While outside I see that 8 or so more Harley's have arrived accompanied by a sportbike painted matte black and devoid of any markings, still not sure what it was, and another small group consisting of a Road Star and an 850 Special. Beautiful day, lots of other bikers, I'm not alone in my spur of the moment idea.
I head out onto the road and start to enjoy the low speed twisties inside the beautiful park. The bike was running great and the scenery was beautiful (though not as green as I was expecting.) Riding through the park is really relaxing, the roads are narrow and reasonably smooth with lots of twisties and elevation changes. There are loads of stone bridges and walls, as can be seen in my pictures, and make for a picturesque setting.

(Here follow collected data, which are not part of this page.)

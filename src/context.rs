use crate::camera::PerspectiveCamera;
use crate::config::{AppConfig, PostConfig};
use crate::input::{InputMapper, PointerOutcome};
use crate::orbit::OrbitControls;
use crate::render_graph::{RenderGraph, RenderGraphError, ScenePass, ShaderPass};
use crate::renderer::{ClearColor, RenderBackend};
use crate::scene::Scene;
use crate::viewport::{DisplayMetrics, ResizeOutcome, ViewportController};
use anyhow::{Context, Result};
use glam::Vec2;

/// Everything one showcase viewport needs between frames.
pub struct RenderContext {
    scene: Scene,
    camera: PerspectiveCamera,
    viewport: ViewportController,
    graph: RenderGraph,
    input: InputMapper,
    orbit: Option<OrbitControls>,
    display: Option<DisplayMetrics>,
    last_pointer: Option<Vec2>,
}

impl RenderContext {
    pub fn new(config: &AppConfig) -> Result<Self> {
        let graph = Self::build_graph(&config.post).context("Failed to build render graph")?;
        let camera = PerspectiveCamera::from_config(&config.camera);
        let orbit = config.features.orbit_controls.then(|| OrbitControls::new(&config.orbit, &camera));
        log::info!(
            target: "render",
            "render graph: {} (orbit controls {})",
            graph.pass_labels().join(" -> "),
            if orbit.is_some() { "on" } else { "off" }
        );
        Ok(Self {
            scene: Scene::new(),
            camera,
            viewport: ViewportController::new(config.viewport.max_pixel_ratio),
            graph,
            input: InputMapper::from_config(&config.input),
            orbit,
            display: None,
            last_pointer: None,
        })
    }

    pub fn build_graph(post: &PostConfig) -> Result<RenderGraph, RenderGraphError> {
        let mut builder = RenderGraph::builder().pass(ScenePass::new(ClearColor::from_array(post.clear_color)));
        if post.enabled {
            builder = builder.pass(ShaderPass::rgb_shift(post.rgb_shift_amount, post.rgb_shift_angle));
        }
        builder.build()
    }

    pub fn scene(&self) -> &Scene {
        &self.scene
    }

    pub fn scene_mut(&mut self) -> &mut Scene {
        &mut self.scene
    }

    pub fn camera(&self) -> &PerspectiveCamera {
        &self.camera
    }

    pub fn viewport(&self) -> &ViewportController {
        &self.viewport
    }

    pub fn graph(&self) -> &RenderGraph {
        &self.graph
    }

    pub fn graph_mut(&mut self) -> &mut RenderGraph {
        &mut self.graph
    }

    pub fn input(&self) -> &InputMapper {
        &self.input
    }

    pub fn orbit(&self) -> Option<&OrbitControls> {
        self.orbit.as_ref()
    }

    pub fn display(&self) -> Option<DisplayMetrics> {
        self.display
    }

    pub fn resize(&mut self, display: DisplayMetrics, backend: &mut dyn RenderBackend) -> Result<ResizeOutcome> {
        let outcome = self.viewport.on_resize(display, &mut self.camera, &mut self.graph, backend)?;
        if let ResizeOutcome::Applied(_) = outcome {
            self.display = Some(display);
        }
        Ok(outcome)
    }

    /// `position` in logical pixels.
    pub fn pointer_moved(&mut self, position: Vec2) -> PointerOutcome {
        self.last_pointer = Some(position);
        let Some(display) = self.display else {
            return PointerOutcome::Ignored;
        };
        if let Some(orbit) = self.orbit.as_mut() {
            orbit.pointer_moved(position, &display);
        }
        self.input.on_pointer_move(position, &display, &self.scene)
    }

    pub fn pointer_button(&mut self, pressed: bool) {
        if let Some(orbit) = self.orbit.as_mut() {
            orbit.pointer_pressed(pressed, self.last_pointer);
        }
    }

    pub fn wheel(&mut self, delta: f32) {
        if let Some(orbit) = self.orbit.as_mut() {
            orbit.zoom(delta);
        }
    }

    /// Per-frame animation step: eases the model and applies orbit damping.
    pub fn advance(&mut self, dt: f32) {
        self.input.advance(dt, &mut self.scene);
        if let Some(orbit) = self.orbit.as_mut() {
            orbit.update(&mut self.camera);
        }
    }

    pub fn render_frame(&mut self, backend: &mut dyn RenderBackend) -> Result<()> {
        self.graph.render(&self.scene, &mut self.camera, backend)
    }
}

I tried to stop as much as possible to take pictures. As often as I could I tried to get the niner in the foreground but because not all of the overlooks have parking right up front it wasn't always possible. The bike looks a little orange with my crappy iPhone camera but I assure you it is candy apple red!
One of the first viewing areas, back behind the curve somewhere would be the Mt. Morris Dam:
I thought it would still be a little early for "white water rafting" but you can see the group way down in the gorge:
The niner again, just your basic canyon shots:
These pics are from Inspiration Point. I came across a group of kids having their prom pictures taken but did manage to get a few (of the scenery) myself. I like the first one better, but think that the hawk and the gorge wall are cool in the second one! I believe that in the distance is "Middle Falls."
One of the cool parts about doing this ride is that at some points you're down near the floor only to climb back up to the rim again. There are turns so tight that I don't know how a car can make it and yet I passed a school bus coming in the other direction!
Right near the end is the Glen Iris Inn. I think it'd be fun to have dinner there some day, it looks like a lazy, old-timey kind of place. People were strolling around the pond or having a cocktail on the porch when I passed (the first time.) Just after is the turn off for Upper and Middle Falls. It's a one-way loop and you have to get off the bike to see the sights:
It's possible to climb down to the river which really reminds me of Treman Park in Ithaca.
When you climb the road back out you end up north of the Glen Iris in again, but with my map in my pocket I crossed the road instead of going left and back down hill (towards the falls.) And for the second year in a row I found myself at a caretaker's cottage, looking at my map. And for the second year in a row I headed back down hill and passed the Glen Iris (the second time.) This time I didn't
take the turn off to the falls and instead climbed the hill out of the park.
Once back out on main roads I beat-feet home. Each time I came to a junction I'd pick a road that sounded like it'd get me home or toward a town whose name I recognized. I had to find my own detour because the bridge was out in the sad little town of Rock Glen, but generally just worked my way back north. I got home just in time to change into street clothes and go out to dinner with friends at our favorite local Mexican place, Chilango's
In all, 120 miles in 4 hours. Between the ride, scenery, music, weather, and especially the ice cream my head was clear and I'm ready for the week ahead.